Our Website and Services are not directed at children under the age of 16 and we do not knowingly collect personal information from children under the age of 16 through our Website and/or Services. If you have reason to believe that a child under the age of 16 has provided personal information to us, please contact us, and we will endeavor to delete that information from our databases.

Links to Other Websites

Our Website and Services may contain links to other websites. The operators of such other websites may collect information about you, including through cookies or other technologies. If you are using our Website or Services and click a link to another site, you will leave our Website and this Policy will not apply to your use of and activity on those other sites. We encourage you to read the legal notices posted on those sites, including their privacy policies. We are not responsible for the data collection and use practices of such other sites. This Policy applies solely to the information collected in connection with your use of our Website and Services and does not apply to any practices conducted offline or in connection with any other websites.

Information for EU and Swiss Residents

JD Supra's principal place of business is in the United States. By subscribing to our website, you expressly consent to your information being processed in the United States.

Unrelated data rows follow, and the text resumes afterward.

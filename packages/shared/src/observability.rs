//! # Observability 基盤
//!
//! トレーシング初期化、ログ出力形式の設定、Request ID 生成を提供する。
//! 環境変数 `LOG_FORMAT` による JSON / Pretty 出力の切り替えに対応する。
//!
//! `init_tracing` / [`MakeRequestUuidV7`] / [`make_request_span`] は
//! `observability` feature で有効になる。

/// Request ID を運ぶ HTTP ヘッダー名
pub const REQUEST_ID_HEADER: &str = "x-request-id";

/// ログの既定フィルタ（`RUST_LOG` 未設定時）
pub const DEFAULT_LOG_FILTER: &str = "info,atm_locator=debug";

/// ログ出力形式
///
/// `LOG_FORMAT=json|pretty`。未設定や不正値は [`Pretty`](LogFormat::Pretty)。
#[derive(Debug, Clone, Copy, PartialEq, Eq, Default)]
pub enum LogFormat {
    /// 1 行 1 イベントの JSON（ログ収集基盤向け）
    Json,
    /// 人間向けの複数行表示
    #[default]
    Pretty,
}

impl LogFormat {
    /// `LOG_FORMAT` の値を解釈する
    ///
    /// subscriber の初期化前に呼ばれるため、不正値の警告は stderr に出す。
    pub fn parse(value: &str) -> Self {
        match value {
            "json" => Self::Json,
            "pretty" => Self::Pretty,
            other => {
                eprintln!("WARNING: unknown LOG_FORMAT={other:?}, falling back to pretty");
                Self::Pretty
            }
        }
    }

    pub fn from_env() -> Self {
        std::env::var("LOG_FORMAT")
            .map(|value| Self::parse(&value))
            .unwrap_or_default()
    }
}

/// グローバル subscriber を登録する
///
/// フィルタは `RUST_LOG`、無ければ [`DEFAULT_LOG_FILTER`]。
/// JSON 形式ではイベントのフィールドをトップレベルに展開し、
/// 現在のリクエストスパン（`request_id` を含む）を付与する。
#[cfg(feature = "observability")]
pub fn init_tracing(log_format: LogFormat) {
    use tracing_subscriber::{
        EnvFilter,
        Layer as _,
        fmt,
        layer::SubscriberExt,
        util::SubscriberInitExt,
    };

    let filter =
        EnvFilter::try_from_default_env().unwrap_or_else(|_| EnvFilter::new(DEFAULT_LOG_FILTER));

    let output = match log_format {
        LogFormat::Json => fmt::layer()
            .json()
            .flatten_event(true)
            .with_current_span(true)
            .with_span_list(false)
            .boxed(),
        LogFormat::Pretty => fmt::layer().boxed(),
    };

    tracing_subscriber::registry().with(filter).with(output).init();

    tracing::debug!(?log_format, "ログ出力を初期化しました");
}

/// UUID v7 で Request ID を生成する `MakeRequestId` 実装
///
/// `SetRequestIdLayer::x_request_id(MakeRequestUuidV7)` として使用する。
/// クライアントが `X-Request-Id` を送ってきた場合は `SetRequestIdLayer` が
/// その値を優先するため、ここは呼ばれない。
#[cfg(feature = "observability")]
#[derive(Debug, Clone, Copy, Default)]
pub struct MakeRequestUuidV7;

#[cfg(feature = "observability")]
impl tower_http::request_id::MakeRequestId for MakeRequestUuidV7 {
    fn make_request_id<B>(
        &mut self,
        _request: &http::Request<B>,
    ) -> Option<tower_http::request_id::RequestId> {
        let id = uuid::Uuid::now_v7().to_string();
        http::HeaderValue::from_str(&id)
            .ok()
            .map(tower_http::request_id::RequestId::new)
    }
}

/// リクエストごとのトレーシングスパンを作成する
///
/// `TraceLayer::new_for_http().make_span_with(make_request_span)` として使用する。
/// `SetRequestIdLayer` より内側に置くこと（ヘッダーが設定済みである必要がある）。
#[cfg(feature = "observability")]
pub fn make_request_span<B>(request: &http::Request<B>) -> tracing::Span {
    let request_id = request
        .headers()
        .get(REQUEST_ID_HEADER)
        .and_then(|v| v.to_str().ok())
        .unwrap_or("-");

    tracing::info_span!(
        "request",
        method = %request.method(),
        uri = %request.uri(),
        request_id = %request_id,
    )
}


#[cfg(all(test, feature = "observability"))]
mod request_id_tests {
    use tower_http::request_id::MakeRequestId;

    use super::*;

    #[test]
    fn test_make_request_uuid_v7がuuid_v7を生成する() {
        let request = http::Request::builder().uri("/").body(()).unwrap();
        let id = MakeRequestUuidV7.make_request_id(&request).unwrap();

        let value = id.header_value().to_str().unwrap();
        let uuid = uuid::Uuid::parse_str(value).unwrap();
        assert_eq!(uuid.get_version(), Some(uuid::Version::SortRand));
    }
}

  • Our Legal Basis for Processing: Generally, we rely on our legitimate interests in order to process your personal information. For example, we rely on this legal ground if we use your personal information to manage your Registration Data and administer our relationship with you; to deliver our Website and Services; understand and improve our Website and Services; report reader analytics to our authors; to personalize your experience on our Website and Services; and where necessary to protect or defend our or another's rights or property, or to detect, prevent, or otherwise address fraud, security, safety or privacy issues. Please see Article 6(1)(f) of the E.U. General Data Protection Regulation ("GDPR") In addition, there may be other situations where other grounds for processing may exist, such as where processing is a result of legal requirements (GDPR Article 6(1)(c)) or for reasons of public interest (GDPR Article 6(1)(e)). Please see the "Your Rights" section of this Privacy Policy immediately below for more information about how you may request that we limit or refrain from processing your personal information.
  • Your Rights
    • Right of Access/Portability: You can ask to review details about the information we hold about you and how that information has been used and disclosed. Note that we may request to verify your identification before fulfilling your request. You can also request that your personal information is provided to you in a commonly used electronic format so that you can share it with other organizations.
    • Right to Correct Information: You may ask that we make corrections to any information we hold, if you believe such correction to be necessary.
    • Right to Restrict Our Processing or Erasure of Information: You also have the right in certain circumstances to ask us to restrict processing of your personal information or to erase your personal information. Where you have consented to our use of your personal information, you can withdraw your consent at any time.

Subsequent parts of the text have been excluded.